Stored data entries:
>>>

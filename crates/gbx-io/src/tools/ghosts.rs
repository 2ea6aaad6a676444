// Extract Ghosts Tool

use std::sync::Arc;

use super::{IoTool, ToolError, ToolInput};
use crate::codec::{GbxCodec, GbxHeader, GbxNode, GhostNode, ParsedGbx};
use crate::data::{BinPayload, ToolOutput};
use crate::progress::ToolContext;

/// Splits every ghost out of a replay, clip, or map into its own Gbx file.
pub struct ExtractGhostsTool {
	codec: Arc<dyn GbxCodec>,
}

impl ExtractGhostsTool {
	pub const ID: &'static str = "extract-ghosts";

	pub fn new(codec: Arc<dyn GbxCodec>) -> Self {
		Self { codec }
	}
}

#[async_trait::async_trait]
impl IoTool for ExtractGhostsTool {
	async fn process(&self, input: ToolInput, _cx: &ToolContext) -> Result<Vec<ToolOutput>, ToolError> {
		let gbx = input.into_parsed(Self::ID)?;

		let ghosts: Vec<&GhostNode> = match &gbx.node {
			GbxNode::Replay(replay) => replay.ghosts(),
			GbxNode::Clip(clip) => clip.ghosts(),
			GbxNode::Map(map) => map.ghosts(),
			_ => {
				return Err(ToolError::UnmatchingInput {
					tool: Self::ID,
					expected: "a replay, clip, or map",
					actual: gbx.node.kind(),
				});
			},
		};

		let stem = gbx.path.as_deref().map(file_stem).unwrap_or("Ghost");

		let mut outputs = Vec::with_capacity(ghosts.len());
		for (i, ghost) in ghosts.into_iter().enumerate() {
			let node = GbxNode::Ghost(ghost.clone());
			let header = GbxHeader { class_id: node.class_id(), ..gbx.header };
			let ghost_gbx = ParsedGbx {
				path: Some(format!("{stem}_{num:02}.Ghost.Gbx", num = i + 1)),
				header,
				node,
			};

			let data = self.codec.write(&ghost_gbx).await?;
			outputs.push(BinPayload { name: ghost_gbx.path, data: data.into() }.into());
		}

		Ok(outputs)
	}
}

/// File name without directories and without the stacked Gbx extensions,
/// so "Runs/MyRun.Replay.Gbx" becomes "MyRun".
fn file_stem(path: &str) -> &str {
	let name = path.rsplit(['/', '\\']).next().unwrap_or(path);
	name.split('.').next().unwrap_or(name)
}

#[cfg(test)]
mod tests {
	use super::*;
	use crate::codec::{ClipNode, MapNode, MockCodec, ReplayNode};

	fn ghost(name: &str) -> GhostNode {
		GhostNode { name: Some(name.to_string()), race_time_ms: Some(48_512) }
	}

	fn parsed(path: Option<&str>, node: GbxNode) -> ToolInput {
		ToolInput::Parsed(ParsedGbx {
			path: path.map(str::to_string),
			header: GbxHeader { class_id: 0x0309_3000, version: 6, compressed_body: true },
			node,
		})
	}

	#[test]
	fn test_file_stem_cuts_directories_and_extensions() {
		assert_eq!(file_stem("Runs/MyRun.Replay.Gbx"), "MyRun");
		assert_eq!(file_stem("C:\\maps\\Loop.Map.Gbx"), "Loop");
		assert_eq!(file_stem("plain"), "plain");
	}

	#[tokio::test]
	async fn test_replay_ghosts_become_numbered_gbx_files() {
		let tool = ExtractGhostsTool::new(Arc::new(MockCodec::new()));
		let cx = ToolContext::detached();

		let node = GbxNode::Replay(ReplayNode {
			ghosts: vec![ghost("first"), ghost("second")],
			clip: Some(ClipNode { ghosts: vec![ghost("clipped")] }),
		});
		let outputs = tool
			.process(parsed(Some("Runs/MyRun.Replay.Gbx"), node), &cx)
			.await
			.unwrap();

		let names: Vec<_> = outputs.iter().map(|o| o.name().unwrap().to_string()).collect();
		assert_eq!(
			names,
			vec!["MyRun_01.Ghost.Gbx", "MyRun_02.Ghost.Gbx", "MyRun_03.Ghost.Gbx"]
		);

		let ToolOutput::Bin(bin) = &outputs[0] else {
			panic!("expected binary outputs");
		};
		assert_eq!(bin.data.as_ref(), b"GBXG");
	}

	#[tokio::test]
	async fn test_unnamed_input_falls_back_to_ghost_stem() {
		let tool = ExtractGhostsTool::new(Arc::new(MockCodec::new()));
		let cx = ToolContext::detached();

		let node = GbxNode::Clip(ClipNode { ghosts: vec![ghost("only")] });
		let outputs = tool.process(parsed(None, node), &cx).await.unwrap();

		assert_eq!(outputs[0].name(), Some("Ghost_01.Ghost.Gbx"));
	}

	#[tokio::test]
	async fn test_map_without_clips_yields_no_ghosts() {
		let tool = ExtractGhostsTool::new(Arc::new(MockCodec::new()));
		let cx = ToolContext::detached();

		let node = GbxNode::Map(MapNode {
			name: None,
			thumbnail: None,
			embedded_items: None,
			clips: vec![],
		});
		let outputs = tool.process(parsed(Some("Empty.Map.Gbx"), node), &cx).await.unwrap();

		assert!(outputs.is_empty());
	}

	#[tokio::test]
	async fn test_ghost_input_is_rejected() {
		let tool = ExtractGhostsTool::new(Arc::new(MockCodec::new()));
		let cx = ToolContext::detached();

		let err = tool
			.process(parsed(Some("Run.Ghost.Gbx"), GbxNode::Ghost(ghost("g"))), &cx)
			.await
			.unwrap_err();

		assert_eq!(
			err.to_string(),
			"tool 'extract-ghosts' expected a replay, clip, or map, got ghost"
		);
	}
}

<<<

Task directions -> Search the entries above for the word "process", and copy every line where it occurs.

Written solution ->
	async fn process(&self, input: ToolInput, _cx: &ToolContext) -> Result<Vec<ToolOutput>, ToolError> {
			.process(parsed(Some("Runs/MyRun.Replay.Gbx"), node), &cx)
		let outputs = tool.process(parsed(None, node), &cx).await.unwrap();
		let outputs = tool.process(parsed(Some("Empty.Map.Gbx"), node), &cx).await.unwrap();
			.process(parsed(Some("Run.Ghost.Gbx"), GbxNode::Ghost(ghost("g"))), &cx)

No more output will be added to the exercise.